EXTRACTED INFORMATION >>
--------------------------------------------------

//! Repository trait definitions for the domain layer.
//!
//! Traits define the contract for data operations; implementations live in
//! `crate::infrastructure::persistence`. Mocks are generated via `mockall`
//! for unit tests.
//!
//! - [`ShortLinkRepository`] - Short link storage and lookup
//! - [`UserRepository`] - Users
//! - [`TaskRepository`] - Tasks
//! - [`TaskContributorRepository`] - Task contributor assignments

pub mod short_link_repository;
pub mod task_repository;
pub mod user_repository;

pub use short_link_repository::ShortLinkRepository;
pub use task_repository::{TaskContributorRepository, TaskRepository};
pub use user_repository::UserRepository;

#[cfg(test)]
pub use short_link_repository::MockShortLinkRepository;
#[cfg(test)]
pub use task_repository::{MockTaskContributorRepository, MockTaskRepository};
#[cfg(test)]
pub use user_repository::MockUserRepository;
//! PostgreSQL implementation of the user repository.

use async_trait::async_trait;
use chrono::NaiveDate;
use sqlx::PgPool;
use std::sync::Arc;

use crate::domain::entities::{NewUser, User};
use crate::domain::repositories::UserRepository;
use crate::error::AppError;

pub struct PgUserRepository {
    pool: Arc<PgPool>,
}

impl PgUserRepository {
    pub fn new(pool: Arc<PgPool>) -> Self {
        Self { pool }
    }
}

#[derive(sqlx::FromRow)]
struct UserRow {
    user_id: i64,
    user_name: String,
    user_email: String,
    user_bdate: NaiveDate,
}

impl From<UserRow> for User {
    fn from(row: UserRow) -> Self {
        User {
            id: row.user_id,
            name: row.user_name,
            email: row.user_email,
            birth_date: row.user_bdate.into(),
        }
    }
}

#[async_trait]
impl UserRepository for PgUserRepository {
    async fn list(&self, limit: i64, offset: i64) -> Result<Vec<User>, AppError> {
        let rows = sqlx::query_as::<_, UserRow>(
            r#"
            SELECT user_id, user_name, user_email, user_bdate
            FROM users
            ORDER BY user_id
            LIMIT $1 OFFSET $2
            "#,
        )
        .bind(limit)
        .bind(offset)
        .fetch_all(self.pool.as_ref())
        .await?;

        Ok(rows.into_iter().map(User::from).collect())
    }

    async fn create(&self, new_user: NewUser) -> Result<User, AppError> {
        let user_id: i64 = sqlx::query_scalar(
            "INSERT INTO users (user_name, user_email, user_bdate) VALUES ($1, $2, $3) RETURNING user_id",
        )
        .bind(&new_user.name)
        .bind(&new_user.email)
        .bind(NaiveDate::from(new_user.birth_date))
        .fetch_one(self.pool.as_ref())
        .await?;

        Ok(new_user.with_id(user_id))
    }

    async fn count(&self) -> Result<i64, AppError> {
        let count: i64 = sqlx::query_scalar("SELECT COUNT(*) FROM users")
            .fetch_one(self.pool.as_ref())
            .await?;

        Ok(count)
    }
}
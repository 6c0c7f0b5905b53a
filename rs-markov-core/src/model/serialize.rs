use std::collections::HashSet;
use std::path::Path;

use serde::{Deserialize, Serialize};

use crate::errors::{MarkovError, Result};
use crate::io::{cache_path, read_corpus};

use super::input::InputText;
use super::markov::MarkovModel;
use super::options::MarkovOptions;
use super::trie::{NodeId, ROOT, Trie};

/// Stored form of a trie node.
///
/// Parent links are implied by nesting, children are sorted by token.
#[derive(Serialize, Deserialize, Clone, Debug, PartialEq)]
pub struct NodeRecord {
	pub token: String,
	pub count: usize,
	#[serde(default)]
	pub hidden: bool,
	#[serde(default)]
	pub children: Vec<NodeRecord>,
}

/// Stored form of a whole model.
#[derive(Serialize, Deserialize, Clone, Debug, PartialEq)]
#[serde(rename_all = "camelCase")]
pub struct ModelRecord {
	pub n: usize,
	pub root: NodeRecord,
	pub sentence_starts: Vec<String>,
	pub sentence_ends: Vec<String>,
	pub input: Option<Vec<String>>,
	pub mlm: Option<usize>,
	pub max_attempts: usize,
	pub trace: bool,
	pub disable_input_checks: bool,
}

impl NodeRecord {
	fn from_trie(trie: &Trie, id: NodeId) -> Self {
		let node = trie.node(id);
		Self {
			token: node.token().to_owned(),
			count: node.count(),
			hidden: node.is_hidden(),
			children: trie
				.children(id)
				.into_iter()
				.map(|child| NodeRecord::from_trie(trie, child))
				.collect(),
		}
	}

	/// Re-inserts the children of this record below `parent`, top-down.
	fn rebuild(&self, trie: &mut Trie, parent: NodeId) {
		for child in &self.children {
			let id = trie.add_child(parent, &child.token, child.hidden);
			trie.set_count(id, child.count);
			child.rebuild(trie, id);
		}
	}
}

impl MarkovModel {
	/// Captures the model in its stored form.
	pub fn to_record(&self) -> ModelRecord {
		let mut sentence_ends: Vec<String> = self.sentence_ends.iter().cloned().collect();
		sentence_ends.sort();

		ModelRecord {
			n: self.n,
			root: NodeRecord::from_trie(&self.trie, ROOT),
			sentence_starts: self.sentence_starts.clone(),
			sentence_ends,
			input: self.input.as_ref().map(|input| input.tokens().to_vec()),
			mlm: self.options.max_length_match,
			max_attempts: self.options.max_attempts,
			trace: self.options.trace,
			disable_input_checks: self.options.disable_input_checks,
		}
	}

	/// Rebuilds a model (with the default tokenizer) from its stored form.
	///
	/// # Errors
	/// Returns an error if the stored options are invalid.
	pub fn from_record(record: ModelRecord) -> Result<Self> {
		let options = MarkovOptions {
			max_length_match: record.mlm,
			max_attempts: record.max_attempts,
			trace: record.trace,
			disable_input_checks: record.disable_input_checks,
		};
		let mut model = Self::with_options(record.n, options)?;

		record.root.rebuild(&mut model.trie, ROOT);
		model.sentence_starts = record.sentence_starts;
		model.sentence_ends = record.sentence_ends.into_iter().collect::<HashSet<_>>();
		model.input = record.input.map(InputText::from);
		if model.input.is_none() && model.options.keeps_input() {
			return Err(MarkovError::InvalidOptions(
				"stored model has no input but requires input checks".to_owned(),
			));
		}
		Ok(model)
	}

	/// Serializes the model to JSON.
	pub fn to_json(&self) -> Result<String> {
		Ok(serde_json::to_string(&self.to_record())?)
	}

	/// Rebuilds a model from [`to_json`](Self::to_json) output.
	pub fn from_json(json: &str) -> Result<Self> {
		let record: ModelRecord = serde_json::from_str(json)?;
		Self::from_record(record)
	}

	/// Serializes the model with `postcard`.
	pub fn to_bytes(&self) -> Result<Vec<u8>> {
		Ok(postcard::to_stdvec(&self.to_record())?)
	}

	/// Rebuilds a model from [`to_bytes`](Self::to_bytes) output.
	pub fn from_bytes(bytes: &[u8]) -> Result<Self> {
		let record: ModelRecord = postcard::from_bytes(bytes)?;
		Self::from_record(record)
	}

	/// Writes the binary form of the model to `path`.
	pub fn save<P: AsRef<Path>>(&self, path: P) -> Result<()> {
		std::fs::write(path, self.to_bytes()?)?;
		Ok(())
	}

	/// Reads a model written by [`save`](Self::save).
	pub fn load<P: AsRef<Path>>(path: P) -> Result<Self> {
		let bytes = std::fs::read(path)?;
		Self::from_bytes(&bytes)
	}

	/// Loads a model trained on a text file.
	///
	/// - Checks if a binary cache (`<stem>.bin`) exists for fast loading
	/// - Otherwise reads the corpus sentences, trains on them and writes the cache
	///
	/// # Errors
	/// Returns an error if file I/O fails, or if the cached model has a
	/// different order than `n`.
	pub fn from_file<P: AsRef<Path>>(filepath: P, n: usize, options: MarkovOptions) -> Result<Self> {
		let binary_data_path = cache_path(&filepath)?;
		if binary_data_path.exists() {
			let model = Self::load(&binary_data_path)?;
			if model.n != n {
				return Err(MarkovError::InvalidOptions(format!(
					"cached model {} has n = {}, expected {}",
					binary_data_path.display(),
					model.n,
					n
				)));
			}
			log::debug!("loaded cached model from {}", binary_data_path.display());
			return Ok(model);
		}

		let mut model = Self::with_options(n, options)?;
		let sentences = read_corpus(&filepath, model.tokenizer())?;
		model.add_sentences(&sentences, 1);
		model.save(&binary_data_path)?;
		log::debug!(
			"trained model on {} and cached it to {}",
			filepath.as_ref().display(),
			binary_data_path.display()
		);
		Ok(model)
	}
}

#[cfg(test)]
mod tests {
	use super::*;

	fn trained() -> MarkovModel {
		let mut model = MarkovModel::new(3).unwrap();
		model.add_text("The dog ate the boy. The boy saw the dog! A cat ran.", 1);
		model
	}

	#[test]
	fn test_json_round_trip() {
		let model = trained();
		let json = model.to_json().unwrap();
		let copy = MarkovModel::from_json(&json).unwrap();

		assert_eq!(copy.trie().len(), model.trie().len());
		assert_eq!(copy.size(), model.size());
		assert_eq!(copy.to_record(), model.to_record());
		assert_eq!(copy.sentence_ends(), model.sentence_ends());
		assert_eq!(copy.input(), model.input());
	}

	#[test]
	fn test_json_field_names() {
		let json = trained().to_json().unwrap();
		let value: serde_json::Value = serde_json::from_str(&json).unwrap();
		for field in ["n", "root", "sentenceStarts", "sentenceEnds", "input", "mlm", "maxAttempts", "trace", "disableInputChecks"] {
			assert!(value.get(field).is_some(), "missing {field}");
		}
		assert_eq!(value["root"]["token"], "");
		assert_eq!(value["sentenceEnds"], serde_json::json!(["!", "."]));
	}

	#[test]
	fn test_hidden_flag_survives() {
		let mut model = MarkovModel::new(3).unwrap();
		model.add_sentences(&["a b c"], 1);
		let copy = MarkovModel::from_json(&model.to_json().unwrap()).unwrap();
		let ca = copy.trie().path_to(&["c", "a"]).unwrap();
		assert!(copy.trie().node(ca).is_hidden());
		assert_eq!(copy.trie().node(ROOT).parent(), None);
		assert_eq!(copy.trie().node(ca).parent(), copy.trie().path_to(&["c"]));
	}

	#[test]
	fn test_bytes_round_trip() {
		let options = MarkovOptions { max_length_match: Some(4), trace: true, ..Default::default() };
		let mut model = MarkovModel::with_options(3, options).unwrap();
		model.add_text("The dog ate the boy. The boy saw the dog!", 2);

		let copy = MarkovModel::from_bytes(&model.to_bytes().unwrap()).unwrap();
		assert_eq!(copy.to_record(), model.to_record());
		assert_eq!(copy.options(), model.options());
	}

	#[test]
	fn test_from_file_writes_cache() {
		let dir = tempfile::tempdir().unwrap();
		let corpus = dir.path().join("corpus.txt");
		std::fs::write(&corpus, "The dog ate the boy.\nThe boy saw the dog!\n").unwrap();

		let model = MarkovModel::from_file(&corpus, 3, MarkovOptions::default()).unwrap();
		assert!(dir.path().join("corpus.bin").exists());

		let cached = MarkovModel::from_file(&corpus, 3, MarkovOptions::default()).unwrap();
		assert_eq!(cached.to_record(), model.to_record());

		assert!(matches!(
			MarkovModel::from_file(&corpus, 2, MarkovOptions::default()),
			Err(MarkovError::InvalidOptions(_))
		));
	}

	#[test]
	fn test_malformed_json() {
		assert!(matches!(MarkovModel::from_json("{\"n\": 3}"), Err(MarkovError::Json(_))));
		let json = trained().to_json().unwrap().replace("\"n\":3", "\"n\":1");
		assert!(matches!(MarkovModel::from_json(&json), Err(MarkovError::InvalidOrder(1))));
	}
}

--------------------------------------------------

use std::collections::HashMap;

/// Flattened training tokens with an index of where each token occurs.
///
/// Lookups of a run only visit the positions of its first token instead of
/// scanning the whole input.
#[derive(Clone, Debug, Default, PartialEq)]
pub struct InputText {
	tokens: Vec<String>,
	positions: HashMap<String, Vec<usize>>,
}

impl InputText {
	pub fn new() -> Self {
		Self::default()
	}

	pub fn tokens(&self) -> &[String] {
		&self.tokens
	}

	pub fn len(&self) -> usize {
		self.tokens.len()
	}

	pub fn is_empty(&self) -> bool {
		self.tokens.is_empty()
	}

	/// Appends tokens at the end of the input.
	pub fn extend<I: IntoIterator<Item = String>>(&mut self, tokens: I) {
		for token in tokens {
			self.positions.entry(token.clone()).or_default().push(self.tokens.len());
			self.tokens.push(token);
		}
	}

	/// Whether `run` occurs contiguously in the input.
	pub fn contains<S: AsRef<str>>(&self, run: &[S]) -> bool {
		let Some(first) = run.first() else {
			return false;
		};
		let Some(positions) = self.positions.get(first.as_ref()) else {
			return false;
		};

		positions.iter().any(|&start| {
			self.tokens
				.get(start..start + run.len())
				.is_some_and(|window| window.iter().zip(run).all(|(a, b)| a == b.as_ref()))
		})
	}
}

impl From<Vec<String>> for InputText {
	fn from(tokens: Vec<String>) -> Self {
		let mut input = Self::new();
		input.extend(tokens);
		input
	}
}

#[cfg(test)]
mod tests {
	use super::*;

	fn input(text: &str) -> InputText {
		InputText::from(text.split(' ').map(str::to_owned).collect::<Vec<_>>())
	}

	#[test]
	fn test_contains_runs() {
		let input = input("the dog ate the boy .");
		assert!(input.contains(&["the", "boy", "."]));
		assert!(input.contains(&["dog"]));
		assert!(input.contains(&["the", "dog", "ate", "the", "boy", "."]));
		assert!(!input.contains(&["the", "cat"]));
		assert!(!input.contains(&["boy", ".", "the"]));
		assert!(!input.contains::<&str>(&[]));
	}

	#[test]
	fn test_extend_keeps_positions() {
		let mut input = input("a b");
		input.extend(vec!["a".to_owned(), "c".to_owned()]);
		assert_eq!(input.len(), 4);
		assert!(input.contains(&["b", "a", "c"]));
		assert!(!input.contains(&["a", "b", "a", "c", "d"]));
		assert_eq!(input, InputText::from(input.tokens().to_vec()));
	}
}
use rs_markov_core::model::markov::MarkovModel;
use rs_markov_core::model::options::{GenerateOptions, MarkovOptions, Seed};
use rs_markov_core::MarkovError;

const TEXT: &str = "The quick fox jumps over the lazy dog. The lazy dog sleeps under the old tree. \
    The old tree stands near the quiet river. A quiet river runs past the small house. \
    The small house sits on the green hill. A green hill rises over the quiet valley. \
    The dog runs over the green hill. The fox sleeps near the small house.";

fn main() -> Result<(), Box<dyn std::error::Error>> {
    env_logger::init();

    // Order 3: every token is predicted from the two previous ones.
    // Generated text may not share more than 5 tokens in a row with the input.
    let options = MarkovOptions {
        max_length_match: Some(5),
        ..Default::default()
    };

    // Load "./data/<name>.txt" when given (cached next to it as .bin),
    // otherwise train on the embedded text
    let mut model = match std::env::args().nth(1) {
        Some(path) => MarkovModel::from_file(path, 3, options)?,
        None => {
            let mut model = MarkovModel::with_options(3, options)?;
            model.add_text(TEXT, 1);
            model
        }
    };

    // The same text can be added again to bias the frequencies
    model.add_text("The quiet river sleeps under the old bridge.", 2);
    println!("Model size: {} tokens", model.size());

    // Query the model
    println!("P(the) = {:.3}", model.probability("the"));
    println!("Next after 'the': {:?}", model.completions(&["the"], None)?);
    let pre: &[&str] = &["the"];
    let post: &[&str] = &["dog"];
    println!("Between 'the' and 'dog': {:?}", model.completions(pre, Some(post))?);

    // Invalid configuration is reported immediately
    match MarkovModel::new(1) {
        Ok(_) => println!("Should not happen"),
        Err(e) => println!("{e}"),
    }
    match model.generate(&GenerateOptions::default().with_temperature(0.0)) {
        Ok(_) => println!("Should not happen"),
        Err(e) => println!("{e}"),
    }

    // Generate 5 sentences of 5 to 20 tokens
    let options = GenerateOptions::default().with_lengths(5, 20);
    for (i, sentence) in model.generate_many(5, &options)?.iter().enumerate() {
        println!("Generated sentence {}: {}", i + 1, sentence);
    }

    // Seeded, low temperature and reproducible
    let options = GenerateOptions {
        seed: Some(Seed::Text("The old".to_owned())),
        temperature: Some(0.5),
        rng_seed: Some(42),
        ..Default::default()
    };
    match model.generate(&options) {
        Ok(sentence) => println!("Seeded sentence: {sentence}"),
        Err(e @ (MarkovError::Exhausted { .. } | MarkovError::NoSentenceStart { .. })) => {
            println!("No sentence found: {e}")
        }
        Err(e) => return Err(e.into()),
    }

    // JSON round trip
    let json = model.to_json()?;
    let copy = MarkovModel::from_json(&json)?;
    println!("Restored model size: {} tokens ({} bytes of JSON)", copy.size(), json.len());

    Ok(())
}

--------------------------------------------------

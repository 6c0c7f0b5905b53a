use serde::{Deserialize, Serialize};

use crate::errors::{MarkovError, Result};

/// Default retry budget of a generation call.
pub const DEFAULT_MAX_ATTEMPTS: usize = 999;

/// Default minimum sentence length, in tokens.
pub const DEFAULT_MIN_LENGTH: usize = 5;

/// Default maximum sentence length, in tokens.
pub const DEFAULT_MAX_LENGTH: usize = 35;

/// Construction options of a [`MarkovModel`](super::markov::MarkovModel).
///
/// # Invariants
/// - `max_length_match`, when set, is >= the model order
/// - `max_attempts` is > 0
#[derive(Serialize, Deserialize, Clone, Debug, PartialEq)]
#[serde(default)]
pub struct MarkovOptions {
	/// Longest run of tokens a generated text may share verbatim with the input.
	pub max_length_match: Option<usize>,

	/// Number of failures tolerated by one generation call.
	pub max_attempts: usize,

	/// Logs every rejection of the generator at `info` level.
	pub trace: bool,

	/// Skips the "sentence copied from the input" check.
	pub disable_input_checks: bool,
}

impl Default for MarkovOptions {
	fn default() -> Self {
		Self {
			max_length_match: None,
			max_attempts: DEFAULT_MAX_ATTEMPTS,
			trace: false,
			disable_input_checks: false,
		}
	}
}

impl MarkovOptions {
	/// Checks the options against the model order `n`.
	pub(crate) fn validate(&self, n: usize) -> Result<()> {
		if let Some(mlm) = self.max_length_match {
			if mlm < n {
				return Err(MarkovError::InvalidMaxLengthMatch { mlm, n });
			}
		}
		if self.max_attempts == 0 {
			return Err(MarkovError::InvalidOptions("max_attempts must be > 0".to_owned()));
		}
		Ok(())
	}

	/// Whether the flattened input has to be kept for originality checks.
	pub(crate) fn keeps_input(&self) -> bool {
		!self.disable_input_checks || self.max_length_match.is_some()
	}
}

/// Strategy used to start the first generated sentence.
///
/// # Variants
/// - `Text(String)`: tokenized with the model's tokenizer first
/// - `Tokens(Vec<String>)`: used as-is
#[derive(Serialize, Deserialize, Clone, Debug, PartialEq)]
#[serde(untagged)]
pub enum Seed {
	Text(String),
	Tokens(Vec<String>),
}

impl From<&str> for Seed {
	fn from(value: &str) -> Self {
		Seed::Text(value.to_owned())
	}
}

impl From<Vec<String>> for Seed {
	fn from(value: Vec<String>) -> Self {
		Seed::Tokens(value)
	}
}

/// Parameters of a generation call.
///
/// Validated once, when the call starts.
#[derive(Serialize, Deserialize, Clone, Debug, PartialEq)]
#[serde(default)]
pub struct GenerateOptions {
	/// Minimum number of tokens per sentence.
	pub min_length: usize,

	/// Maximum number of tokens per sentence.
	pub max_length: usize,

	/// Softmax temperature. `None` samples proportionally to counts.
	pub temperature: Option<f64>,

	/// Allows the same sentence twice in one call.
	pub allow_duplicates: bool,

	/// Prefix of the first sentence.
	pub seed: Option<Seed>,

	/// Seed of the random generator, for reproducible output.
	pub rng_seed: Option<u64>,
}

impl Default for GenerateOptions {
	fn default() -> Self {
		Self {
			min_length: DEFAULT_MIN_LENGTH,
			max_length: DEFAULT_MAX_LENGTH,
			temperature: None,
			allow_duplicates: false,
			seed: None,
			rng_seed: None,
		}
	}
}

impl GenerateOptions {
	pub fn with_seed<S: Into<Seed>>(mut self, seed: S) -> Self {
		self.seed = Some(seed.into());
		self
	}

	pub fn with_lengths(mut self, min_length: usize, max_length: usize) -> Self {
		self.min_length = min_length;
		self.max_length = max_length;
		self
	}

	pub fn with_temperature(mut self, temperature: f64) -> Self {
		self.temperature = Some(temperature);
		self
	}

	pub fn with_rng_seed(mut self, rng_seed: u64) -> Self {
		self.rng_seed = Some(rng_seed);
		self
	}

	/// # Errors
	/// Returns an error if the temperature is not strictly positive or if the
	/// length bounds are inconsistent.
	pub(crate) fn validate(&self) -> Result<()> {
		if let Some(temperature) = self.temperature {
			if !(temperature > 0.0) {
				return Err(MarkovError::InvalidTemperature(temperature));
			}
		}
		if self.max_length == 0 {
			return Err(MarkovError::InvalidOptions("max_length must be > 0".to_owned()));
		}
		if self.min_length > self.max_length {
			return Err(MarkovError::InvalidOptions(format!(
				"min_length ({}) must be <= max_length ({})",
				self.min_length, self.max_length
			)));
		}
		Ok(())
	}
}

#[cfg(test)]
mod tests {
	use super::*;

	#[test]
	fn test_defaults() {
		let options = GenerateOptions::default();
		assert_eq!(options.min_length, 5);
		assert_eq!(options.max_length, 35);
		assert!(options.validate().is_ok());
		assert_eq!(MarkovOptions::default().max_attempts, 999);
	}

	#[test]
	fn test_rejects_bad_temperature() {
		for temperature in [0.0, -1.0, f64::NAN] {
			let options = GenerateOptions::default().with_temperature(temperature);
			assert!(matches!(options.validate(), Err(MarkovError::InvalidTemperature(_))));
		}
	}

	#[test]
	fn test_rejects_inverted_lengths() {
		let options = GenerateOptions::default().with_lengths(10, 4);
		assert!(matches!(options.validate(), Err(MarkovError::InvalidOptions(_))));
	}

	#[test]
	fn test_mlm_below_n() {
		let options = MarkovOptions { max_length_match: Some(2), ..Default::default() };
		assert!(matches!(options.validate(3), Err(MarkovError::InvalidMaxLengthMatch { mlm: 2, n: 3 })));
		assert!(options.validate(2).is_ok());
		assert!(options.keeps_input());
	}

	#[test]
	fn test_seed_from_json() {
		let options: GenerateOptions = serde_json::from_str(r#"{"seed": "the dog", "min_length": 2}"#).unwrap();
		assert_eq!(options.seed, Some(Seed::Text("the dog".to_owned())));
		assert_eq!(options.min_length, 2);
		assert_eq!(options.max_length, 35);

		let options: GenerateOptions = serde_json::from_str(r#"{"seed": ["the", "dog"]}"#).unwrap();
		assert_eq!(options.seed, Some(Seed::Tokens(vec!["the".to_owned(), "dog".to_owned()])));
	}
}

--------------------------------------------------

WHAT YOU HAVE TO DO >>
Which lines in the material above include the string "NodeRecord"? Pull them out.

FINISHED TASK >>
pub struct NodeRecord {
	pub children: Vec<NodeRecord>,
	pub root: NodeRecord,
impl NodeRecord {
				.map(|child| NodeRecord::from_trie(trie, child))
			root: NodeRecord::from_trie(&self.trie, ROOT),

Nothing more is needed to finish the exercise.